Over the next decade Hardi appeared in more than a dozen films, often in mother roles, for a number of companies, including Perfini's Terimalah Laguku (1952) and Tjambuk Api (1958), Gabungan Artis Film's Pulang (1952), Bintang Surabaja's Pelarian dari Pagar Besi (1951), and Kino Drama Atelier's Gadis Olahraga (1951). She also started a short-lived company, Budaya Film (literally 'Culture Film'), which had a single production: Uang Palsu (1955), directed by Hasan Basry R.M. By April 1955 she and Samidi, who was working as an employee of the censorship bureau, had two children: Hartati and Pradjono.

In the mid-1960s, despite the film industry stagnating in Indonesia's economic and political turmoils, Hardi remained active. She appeared in five films between 1964 and 1967, winning a Citra Award for Best Supporting Actress for her role in Petir Sepandjang Malam. During the 1970s and early 1980s she was mainly active in supporting roles – often as mother figures. She had also found success on television with the TVRI series Keluarga Marlia Hardi, which debuted in 1973 and continued until Hardi's death. On the show, she portrayed the wife of Awaludin, with a number of younger actors playing their children. The success of this programme led to numerous imitations.

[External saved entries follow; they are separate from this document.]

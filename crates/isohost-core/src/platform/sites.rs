//! Site records and the current-site context

use crate::Result;
use crate::engine::CatalogSession;
use chrono::{DateTime, Utc};
use parking_lot::RwLock;
use serde::{Deserialize, Serialize};

/// Table holding site records keyed by site name
pub const SITES_TABLE: &str = "sites";

/// Code name of the site every isolated host gets
pub const DEFAULT_SITE_NAME: &str = "NewSite";

/// Whether a site serves requests
#[derive(Debug, Clone, Copy, PartialEq, Eq, Serialize, Deserialize)]
#[serde(rename_all = "lowercase")]
pub enum SiteStatus {
    /// Serving
    Running,
    /// Not serving
    Stopped,
}

/// A site (tenant) record
#[derive(Debug, Clone, PartialEq, Eq, Serialize, Deserialize)]
pub struct SiteInfo {
    /// Code name, unique per catalog
    pub site_name: String,
    /// Human readable name
    pub display_name: String,
    /// Run status
    pub status: SiteStatus,
    /// Domain the site answers on
    pub domain_name: String,
    /// Base URL of the presentation application
    pub presentation_url: String,
    /// Creation time
    pub created_at: DateTime<Utc>,
}

impl SiteInfo {
    /// Site record used by isolated integration-test hosts
    pub fn default_test_site() -> Self {
        Self {
            site_name: DEFAULT_SITE_NAME.to_string(),
            display_name: "Isolated Integration Test Site".to_string(),
            status: SiteStatus::Running,
            domain_name: "localhost:51872".to_string(),
            presentation_url: "http://localhost/".to_string(),
            created_at: Utc::now(),
        }
    }

    /// Look up a site by code name
    pub fn get(session: &CatalogSession, site_name: &str) -> Result<Option<Self>> {
        session.get_record(SITES_TABLE, site_name)
    }

    /// Insert or replace a site
    pub fn save(&self, session: &CatalogSession) -> Result<()> {
        session.put_record(SITES_TABLE, &self.site_name, self)
    }

    /// Return the site named like `template`, creating it from `template` if
    /// absent. The flag is `true` when the site was created.
    pub fn ensure(session: &CatalogSession, template: &SiteInfo) -> Result<(Self, bool)> {
        if let Some(existing) = Self::get(session, &template.site_name)? {
            return Ok((existing, false));
        }
        template.save(session)?;
        tracing::info!("Created site '{}'", template.site_name);
        Ok((template.clone(), true))
    }
}

/// The site the platform currently serves
#[derive(Debug, Default)]
pub struct SiteContext {
    current: RwLock<Option<SiteInfo>>,
}

impl SiteContext {
    /// Context with no current site
    pub fn new() -> Self {
        Self::default()
    }

    /// Current site, if any
    pub fn current(&self) -> Option<SiteInfo> {
        self.current.read().clone()
    }

    /// Make `site` current
    pub fn set_current(&self, site: SiteInfo) {
        *self.current.write() = Some(site);
    }

    /// Forget the current site
    pub fn clear(&self) -> Option<SiteInfo> {
        self.current.write().take()
    }
}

Despite her popular success, however, Hardi was sinking into debt. On 18 June 1984, she was found dead in her Jakarta home, having hanged herself. In her suicide note, Hardi wrote that she had been driven to kill herself by her debts; she owed five million rupiah to her arisan group. In one letter, to fellow actor Ratno Timoer, she wrote that suicide "was the best road" for her. In another letter, to TVRI, she asked the company to take care of affairs related to her burial. In a column, the journalist-cum-actor Rachman Arge wrote that her death was all the more shocking owing to Hardi's frequent portrayal of strong, wise mothers, to whom millions of viewers could turn when they felt themselves lost in the bustle of modern life. Similar sentiments were expressed in an obituary in Tempo: "now we have all become orphans". (Note: Original: "Sekarang kita seperti menjadi yatim piatu.")

==Awards==
Hardi won a Citra Award for Best Supporting Actress at the Indonesian Film Festival for her performance as Djafar's mother in Petir Sepandjang Malam in 1967. In 1981 she was nominated for a Citra Award for Best Supporting Actress for her role as Grandmother in Busana dalam Mimpi, but lost out to Mieke Wijaya of Kembang Semusim.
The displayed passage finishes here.